[Stored items]
[Start of section]

use std::time::Duration;

use crossterm::event::{self, Event, KeyEvent, KeyEventKind, MouseEvent};
use tokio::sync::mpsc;
use tokio::task::JoinHandle;
use tracing::{debug, error};

use crate::flow::TaskOutcome;

/// Unified TUI events
#[derive(Debug)]
pub enum TuiEvent {
    Key(KeyEvent),
    Mouse(MouseEvent),
    Resize(u16, u16),
    Tick,
    /// A spawned request finished
    Outcome { epoch: u64, outcome: TaskOutcome },
}

/// Event manager: one channel fed by the terminal reader and by request tasks
pub struct EventManager {
    event_sender: mpsc::Sender<TuiEvent>,
    event_receiver: mpsc::Receiver<TuiEvent>,
}

impl Default for EventManager {
    fn default() -> Self {
        Self::new()
    }
}

impl EventManager {
    /// Create a new event manager
    pub fn new() -> Self {
        let (event_sender, event_receiver) = mpsc::channel::<TuiEvent>(100);
        Self {
            event_sender,
            event_receiver,
        }
    }

    /// Get a clone of the event sender for use in async tasks
    pub fn sender(&self) -> mpsc::Sender<TuiEvent> {
        self.event_sender.clone()
    }

    /// Receive the next event
    pub async fn receive(&mut self) -> Option<TuiEvent> {
        self.event_receiver.recv().await
    }

    /// Try to receive an event (non-blocking)
    pub fn try_receive(&mut self) -> Option<TuiEvent> {
        self.event_receiver.try_recv().ok()
    }

    /// Poll the terminal on a blocking thread, emitting a tick whenever
    /// `tick_rate` passes without input. Stops once the receiver is gone.
    pub fn spawn_terminal_reader(&self, tick_rate: Duration) -> JoinHandle<()> {
        let sender = self.event_sender.clone();
        tokio::task::spawn_blocking(move || loop {
            let event = match event::poll(tick_rate) {
                Ok(true) => match event::read() {
                    Ok(raw) => match convert(raw) {
                        Some(event) => event,
                        None => continue,
                    },
                    Err(e) => {
                        error!("Failed to read terminal event: {}", e);
                        break;
                    }
                },
                Ok(false) => TuiEvent::Tick,
                Err(e) => {
                    error!("Failed to poll terminal: {}", e);
                    break;
                }
            };
            if sender.blocking_send(event).is_err() {
                debug!("Event receiver closed, terminal reader exiting");
                break;
            }
        })
    }
}

fn convert(raw: Event) -> Option<TuiEvent> {
    match raw {
        Event::Key(key) if key.kind == KeyEventKind::Press => Some(TuiEvent::Key(key)),
        Event::Mouse(mouse) => Some(TuiEvent::Mouse(mouse)),
        Event::Resize(w, h) => Some(TuiEvent::Resize(w, h)),
        _ => None,
    }
}
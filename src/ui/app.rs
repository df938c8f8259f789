use std::path::PathBuf;
use std::sync::Arc;

use crossterm::event::{KeyCode, KeyEvent, KeyModifiers};
use ratatui::Frame;
use tokio::sync::mpsc;
use tracing::{debug, info, warn};

use crate::api::FractureBackend;
use crate::flow::{run_command, Page, SessionFlow};
use crate::models::Config;
use crate::ui::{
    components::render_alert,
    events::TuiEvent,
    landmarks::LandmarkView,
    layout::TuiLayout,
    report::ReportView,
    upload::UploadView,
    viewer::ModelViewerView,
    View,
};

/// Main TUI application: one active view per workflow page
pub struct FractureTuiApp {
    pub should_quit: bool,
    pub flow: SessionFlow,
    config: Config,
    backend: Arc<dyn FractureBackend>,
    view: Box<dyn View>,
    view_epoch: u64,
    events: mpsc::Sender<TuiEvent>,
}

impl FractureTuiApp {
    pub fn new(
        config: Config,
        backend: Arc<dyn FractureBackend>,
        events: mpsc::Sender<TuiEvent>,
        initial_xray: Option<PathBuf>,
    ) -> Self {
        let flow = SessionFlow::new();
        let view_epoch = flow.epoch();
        Self {
            should_quit: false,
            flow,
            config,
            backend,
            view: Box::new(UploadView::new(initial_xray)),
            view_epoch,
            events,
        }
    }

    pub fn current_page(&self) -> Page {
        self.view.page()
    }

    fn build_view(&self, page: Page) -> Box<dyn View> {
        match page {
            Page::Upload => Box::new(UploadView::new(None)),
            Page::Landmarks => Box::new(LandmarkView::new(
                self.flow.xray().cloned(),
                self.config.viewport_height,
            )),
            Page::Report => Box::new(ReportView::new()),
            Page::Visualize => Box::new(ModelViewerView::new()),
        }
    }

    /// Swap in a fresh view whenever the flow has navigated
    fn sync_view(&mut self) {
        if self.flow.epoch() == self.view_epoch {
            return;
        }
        self.view_epoch = self.flow.epoch();
        let page = self.flow.page();
        info!("Mounting {:?} view", page);
        self.view = self.build_view(page);
        self.view.on_enter(&mut self.flow);
    }

    pub fn handle_event(&mut self, event: TuiEvent) {
        match event {
            TuiEvent::Key(key) => self.handle_key(key),
            TuiEvent::Mouse(mouse) => {
                if self.flow.current_alert().is_none() {
                    self.view.handle_mouse(mouse, &mut self.flow);
                }
            }
            TuiEvent::Resize(w, h) => debug!("Terminal resized to {}x{}", w, h),
            TuiEvent::Tick => self.view.tick(),
            TuiEvent::Outcome { epoch, outcome } => {
                if let Some(applied) = self.flow.apply(epoch, outcome) {
                    self.view.handle_applied(applied);
                }
            }
        }
        self.sync_view();
        self.dispatch_pending();
    }

    fn handle_key(&mut self, key: KeyEvent) {
        if key.modifiers.contains(KeyModifiers::CONTROL) && key.code == KeyCode::Char('c') {
            info!("Quit requested");
            self.should_quit = true;
            return;
        }

        // Alerts are modal: the next key only acknowledges
        if self.flow.dismiss_alert().is_some() {
            return;
        }

        let handled = self.view.handle_key(key, &mut self.flow);
        if !handled && key.code == KeyCode::Char('q') {
            info!("Quit requested");
            self.should_quit = true;
        }
    }

    /// Spawn a task per queued command; outcomes return through the event channel
    fn dispatch_pending(&mut self) {
        for dispatch in self.flow.take_dispatches() {
            let backend = Arc::clone(&self.backend);
            let sender = self.events.clone();
            tokio::spawn(async move {
                let outcome = run_command(backend.as_ref(), dispatch.command).await;
                let event = TuiEvent::Outcome {
                    epoch: dispatch.epoch,
                    outcome,
                };
                if sender.send(event).await.is_err() {
                    warn!("Event loop closed before outcome was delivered");
                }
            });
        }
    }

    pub fn draw(&mut self, f: &mut Frame) {
        let layout = TuiLayout::new(f.area());
        layout.render_tab_bar(f, self.view.page());
        self.view.render(f, layout.content, &self.flow);

        let hints = self.view.key_hints(&self.flow);
        layout.render_status_bar(f, &hints, &self.flow.status_text());

        let area = f.area();
        if let Some(alert) = self.flow.current_alert() {
            render_alert(f, area, alert);
        }
    }
}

[End of section]

:: WORK INSTRUCTION ::
Search the entries for the word "Char" and copy every line that has it.

:: RESULT BELOW ::
        if key.modifiers.contains(KeyModifiers::CONTROL) && key.code == KeyCode::Char('c') {
        if !handled && key.code == KeyCode::Char('q') {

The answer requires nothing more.